(Exercise description): Repeat the entries below exactly. Begin with the first line and end with the line that contains "use review_patch_core::document::ApiDocument;".

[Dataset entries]
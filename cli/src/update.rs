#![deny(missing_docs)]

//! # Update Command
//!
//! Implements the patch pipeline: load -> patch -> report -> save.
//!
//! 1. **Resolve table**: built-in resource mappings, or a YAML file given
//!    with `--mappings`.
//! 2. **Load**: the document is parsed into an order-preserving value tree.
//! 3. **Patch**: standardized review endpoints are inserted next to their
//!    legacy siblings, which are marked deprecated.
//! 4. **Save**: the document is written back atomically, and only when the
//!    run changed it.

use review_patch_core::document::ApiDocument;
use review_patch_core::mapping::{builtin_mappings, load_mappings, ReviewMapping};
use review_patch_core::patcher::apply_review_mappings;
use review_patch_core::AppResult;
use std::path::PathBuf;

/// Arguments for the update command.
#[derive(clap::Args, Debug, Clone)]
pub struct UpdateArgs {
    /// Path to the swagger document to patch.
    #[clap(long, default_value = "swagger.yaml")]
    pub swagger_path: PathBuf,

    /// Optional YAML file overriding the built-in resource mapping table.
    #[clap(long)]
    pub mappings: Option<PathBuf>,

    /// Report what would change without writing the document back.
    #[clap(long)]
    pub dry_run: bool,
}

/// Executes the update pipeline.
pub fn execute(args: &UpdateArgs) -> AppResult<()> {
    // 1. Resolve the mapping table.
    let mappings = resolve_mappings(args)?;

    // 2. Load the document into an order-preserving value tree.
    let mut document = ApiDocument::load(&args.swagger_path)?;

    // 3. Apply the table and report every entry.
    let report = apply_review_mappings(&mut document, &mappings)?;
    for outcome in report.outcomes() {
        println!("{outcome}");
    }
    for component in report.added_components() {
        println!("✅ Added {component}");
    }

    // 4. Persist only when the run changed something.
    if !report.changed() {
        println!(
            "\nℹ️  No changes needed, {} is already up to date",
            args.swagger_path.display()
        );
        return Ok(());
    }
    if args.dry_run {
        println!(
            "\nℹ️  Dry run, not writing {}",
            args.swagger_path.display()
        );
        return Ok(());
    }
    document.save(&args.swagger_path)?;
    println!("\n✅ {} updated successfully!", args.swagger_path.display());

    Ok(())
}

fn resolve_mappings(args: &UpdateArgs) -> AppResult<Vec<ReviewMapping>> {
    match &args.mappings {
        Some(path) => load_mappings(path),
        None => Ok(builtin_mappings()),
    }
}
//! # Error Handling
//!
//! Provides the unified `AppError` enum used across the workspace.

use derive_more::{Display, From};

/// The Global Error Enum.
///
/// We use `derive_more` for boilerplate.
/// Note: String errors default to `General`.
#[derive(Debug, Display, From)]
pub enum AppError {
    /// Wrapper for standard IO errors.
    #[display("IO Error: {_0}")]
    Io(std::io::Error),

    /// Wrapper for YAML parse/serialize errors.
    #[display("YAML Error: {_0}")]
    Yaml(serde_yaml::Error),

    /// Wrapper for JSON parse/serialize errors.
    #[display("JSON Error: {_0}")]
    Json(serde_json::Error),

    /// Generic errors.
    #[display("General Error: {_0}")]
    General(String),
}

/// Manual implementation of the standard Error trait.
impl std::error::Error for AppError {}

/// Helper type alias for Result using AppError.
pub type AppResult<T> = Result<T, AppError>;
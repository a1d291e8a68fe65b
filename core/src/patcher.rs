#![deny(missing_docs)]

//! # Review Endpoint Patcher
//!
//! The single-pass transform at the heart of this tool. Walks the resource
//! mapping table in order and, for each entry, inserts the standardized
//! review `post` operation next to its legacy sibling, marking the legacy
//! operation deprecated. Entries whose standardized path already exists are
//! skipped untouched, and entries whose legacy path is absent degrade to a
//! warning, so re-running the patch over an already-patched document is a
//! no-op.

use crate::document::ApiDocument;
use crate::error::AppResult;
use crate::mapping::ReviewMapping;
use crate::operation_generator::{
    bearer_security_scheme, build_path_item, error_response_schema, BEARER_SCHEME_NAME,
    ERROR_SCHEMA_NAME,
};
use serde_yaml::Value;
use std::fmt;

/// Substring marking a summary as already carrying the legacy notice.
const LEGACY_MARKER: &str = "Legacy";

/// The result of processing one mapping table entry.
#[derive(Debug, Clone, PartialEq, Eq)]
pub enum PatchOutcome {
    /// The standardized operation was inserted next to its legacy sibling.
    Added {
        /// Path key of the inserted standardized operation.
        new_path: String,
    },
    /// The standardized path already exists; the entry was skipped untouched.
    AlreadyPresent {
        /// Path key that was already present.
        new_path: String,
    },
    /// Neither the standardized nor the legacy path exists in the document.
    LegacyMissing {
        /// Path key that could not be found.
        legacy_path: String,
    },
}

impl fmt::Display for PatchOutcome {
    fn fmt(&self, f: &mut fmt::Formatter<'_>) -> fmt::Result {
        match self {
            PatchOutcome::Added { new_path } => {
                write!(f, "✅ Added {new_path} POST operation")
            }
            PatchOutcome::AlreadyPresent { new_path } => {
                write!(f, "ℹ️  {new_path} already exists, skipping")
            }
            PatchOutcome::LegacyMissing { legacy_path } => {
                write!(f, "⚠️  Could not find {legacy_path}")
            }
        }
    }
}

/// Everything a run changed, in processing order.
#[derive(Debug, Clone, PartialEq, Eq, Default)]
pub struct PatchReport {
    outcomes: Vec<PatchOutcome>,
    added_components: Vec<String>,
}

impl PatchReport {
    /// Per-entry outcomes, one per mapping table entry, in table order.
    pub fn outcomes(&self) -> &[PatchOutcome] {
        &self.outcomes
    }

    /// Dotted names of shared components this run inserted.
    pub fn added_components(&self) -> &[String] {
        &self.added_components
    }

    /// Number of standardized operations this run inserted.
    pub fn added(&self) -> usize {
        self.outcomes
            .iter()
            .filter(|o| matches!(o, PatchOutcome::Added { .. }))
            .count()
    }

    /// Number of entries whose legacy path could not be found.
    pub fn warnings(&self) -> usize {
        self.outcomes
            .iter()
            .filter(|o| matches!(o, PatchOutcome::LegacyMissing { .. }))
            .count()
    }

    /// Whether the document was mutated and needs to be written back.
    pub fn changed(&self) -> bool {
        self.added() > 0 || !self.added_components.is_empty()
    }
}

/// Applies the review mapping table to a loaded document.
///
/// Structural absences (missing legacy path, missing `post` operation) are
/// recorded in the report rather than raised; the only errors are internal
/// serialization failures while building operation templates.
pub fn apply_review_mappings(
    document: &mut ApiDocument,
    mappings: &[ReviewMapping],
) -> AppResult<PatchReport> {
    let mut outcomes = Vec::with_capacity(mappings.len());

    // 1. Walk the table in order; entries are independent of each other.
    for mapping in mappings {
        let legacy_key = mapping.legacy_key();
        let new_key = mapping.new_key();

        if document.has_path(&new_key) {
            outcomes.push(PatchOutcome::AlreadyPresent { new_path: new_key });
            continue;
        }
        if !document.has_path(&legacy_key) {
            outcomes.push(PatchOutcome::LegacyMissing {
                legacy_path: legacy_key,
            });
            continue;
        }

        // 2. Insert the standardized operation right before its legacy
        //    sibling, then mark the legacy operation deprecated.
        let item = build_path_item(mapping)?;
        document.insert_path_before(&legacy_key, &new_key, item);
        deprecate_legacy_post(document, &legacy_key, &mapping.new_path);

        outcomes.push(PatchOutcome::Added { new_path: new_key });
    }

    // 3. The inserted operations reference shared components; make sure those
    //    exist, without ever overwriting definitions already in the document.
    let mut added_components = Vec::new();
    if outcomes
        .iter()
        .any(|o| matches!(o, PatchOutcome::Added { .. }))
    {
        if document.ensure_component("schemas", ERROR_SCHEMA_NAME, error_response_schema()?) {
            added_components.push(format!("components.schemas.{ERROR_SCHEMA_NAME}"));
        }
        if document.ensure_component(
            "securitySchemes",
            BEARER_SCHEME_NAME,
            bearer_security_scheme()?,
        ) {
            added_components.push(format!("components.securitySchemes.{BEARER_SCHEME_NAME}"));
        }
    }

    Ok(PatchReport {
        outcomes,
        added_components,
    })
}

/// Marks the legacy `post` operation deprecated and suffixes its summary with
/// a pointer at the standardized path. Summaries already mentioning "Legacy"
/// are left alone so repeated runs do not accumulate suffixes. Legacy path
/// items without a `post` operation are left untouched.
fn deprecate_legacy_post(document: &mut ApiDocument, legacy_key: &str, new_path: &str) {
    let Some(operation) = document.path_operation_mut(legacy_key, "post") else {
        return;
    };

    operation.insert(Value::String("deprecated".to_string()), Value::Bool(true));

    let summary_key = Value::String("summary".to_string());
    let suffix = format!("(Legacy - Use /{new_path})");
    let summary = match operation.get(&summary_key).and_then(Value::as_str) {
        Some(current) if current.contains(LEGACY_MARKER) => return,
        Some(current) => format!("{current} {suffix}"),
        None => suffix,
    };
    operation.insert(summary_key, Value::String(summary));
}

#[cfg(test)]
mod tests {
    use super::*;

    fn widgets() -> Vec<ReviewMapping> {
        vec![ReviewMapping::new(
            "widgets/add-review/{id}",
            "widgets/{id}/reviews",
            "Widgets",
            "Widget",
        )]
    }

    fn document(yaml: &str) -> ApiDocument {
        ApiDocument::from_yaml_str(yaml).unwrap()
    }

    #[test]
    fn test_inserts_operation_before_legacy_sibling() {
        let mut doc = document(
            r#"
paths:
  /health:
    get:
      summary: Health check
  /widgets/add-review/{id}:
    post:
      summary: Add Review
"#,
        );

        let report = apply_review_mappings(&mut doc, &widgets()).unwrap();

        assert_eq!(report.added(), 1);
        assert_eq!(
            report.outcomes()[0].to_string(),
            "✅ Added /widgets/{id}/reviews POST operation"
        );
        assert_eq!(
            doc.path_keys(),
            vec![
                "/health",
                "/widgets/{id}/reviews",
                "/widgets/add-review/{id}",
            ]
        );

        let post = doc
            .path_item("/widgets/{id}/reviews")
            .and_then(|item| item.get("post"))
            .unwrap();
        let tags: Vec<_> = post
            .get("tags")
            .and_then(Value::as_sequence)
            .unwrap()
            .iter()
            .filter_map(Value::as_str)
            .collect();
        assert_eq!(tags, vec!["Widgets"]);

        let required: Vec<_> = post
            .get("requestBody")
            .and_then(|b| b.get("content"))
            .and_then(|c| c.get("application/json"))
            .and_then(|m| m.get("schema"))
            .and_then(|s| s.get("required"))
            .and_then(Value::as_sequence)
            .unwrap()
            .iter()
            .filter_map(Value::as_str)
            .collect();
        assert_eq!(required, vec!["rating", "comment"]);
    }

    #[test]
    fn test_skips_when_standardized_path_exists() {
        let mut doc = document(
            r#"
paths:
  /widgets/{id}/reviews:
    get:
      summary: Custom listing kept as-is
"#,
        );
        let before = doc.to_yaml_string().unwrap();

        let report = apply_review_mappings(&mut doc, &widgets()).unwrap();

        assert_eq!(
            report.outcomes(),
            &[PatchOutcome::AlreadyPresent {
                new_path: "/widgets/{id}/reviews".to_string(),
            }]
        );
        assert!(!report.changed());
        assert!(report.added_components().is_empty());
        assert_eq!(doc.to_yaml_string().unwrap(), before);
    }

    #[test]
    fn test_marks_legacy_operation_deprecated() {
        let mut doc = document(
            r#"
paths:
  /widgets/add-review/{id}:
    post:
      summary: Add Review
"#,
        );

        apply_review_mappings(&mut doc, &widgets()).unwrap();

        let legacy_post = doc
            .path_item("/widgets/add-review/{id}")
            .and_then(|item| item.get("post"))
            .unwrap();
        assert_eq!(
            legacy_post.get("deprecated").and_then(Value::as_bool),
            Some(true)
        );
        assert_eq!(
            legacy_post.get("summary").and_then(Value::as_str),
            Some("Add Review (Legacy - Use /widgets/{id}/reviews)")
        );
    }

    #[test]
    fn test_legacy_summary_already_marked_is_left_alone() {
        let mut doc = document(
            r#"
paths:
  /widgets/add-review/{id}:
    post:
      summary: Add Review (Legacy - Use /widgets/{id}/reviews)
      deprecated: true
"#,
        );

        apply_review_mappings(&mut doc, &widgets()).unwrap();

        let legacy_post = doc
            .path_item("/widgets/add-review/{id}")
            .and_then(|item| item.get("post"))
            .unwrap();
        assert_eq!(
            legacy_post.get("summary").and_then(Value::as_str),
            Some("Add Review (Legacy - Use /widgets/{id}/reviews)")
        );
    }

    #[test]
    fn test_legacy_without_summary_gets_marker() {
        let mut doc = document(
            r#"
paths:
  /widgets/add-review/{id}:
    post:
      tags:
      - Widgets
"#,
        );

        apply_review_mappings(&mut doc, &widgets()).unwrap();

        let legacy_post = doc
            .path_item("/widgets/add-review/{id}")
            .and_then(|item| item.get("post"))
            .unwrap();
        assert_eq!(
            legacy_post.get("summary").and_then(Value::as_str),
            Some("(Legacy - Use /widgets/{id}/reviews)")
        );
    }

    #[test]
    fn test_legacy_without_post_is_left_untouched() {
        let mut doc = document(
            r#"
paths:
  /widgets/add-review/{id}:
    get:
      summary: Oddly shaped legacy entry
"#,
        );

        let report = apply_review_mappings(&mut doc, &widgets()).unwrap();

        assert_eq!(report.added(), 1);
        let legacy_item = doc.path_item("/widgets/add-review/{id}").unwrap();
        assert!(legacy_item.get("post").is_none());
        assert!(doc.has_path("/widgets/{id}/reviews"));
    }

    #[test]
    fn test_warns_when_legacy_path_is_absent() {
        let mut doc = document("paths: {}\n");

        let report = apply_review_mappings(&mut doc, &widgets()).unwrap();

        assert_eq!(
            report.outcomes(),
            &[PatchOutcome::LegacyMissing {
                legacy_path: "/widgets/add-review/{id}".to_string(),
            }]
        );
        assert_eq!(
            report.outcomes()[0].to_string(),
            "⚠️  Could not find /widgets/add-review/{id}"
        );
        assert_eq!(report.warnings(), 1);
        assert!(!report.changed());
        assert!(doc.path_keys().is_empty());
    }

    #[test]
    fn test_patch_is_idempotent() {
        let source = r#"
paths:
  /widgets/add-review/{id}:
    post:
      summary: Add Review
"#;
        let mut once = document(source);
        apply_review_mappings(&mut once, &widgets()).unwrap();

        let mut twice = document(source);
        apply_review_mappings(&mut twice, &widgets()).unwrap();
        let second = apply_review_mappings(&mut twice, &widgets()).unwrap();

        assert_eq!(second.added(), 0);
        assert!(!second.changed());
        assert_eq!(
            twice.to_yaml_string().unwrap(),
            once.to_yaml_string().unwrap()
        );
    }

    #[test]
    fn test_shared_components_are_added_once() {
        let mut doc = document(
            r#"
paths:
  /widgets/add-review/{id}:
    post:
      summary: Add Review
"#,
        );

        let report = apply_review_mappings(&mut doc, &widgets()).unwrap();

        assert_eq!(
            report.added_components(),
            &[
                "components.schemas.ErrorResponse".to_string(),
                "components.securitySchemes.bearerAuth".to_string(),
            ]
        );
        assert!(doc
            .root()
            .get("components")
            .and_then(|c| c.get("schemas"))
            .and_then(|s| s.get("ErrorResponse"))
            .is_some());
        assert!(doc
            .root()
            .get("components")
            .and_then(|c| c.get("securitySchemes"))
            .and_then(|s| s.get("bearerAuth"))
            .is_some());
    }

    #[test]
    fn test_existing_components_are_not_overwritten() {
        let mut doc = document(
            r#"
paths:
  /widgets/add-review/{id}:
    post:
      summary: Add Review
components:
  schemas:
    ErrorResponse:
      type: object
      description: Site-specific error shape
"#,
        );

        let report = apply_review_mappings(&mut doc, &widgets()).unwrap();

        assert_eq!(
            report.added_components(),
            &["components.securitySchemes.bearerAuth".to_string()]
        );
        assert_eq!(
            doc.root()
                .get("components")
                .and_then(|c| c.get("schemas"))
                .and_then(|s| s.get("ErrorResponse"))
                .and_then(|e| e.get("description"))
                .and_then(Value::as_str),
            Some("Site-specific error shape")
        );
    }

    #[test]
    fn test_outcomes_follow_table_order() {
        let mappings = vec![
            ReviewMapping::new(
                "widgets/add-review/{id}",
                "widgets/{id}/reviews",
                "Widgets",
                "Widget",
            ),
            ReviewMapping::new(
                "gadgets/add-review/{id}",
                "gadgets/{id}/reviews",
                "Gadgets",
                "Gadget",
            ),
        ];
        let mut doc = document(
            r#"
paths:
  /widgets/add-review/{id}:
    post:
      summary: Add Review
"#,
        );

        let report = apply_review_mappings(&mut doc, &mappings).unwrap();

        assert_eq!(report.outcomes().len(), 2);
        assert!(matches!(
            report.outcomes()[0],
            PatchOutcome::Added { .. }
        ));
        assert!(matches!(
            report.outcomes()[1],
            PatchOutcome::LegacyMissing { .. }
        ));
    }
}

(Completed exercise):
filename cli/src/update.rs
#![deny(missing_docs)]

//! # Update Command
//!
//! Implements the patch pipeline: load -> patch -> report -> save.
//!
//! 1. **Resolve table**: built-in resource mappings, or a YAML file given
//!    with `--mappings`.
//! 2. **Load**: the document is parsed into an order-preserving value tree.
//! 3. **Patch**: standardized review endpoints are inserted next to their
//!    legacy siblings, which are marked deprecated.
//! 4. **Save**: the document is written back atomically, and only when the
//!    run changed it.

use review_patch_core::document::ApiDocument;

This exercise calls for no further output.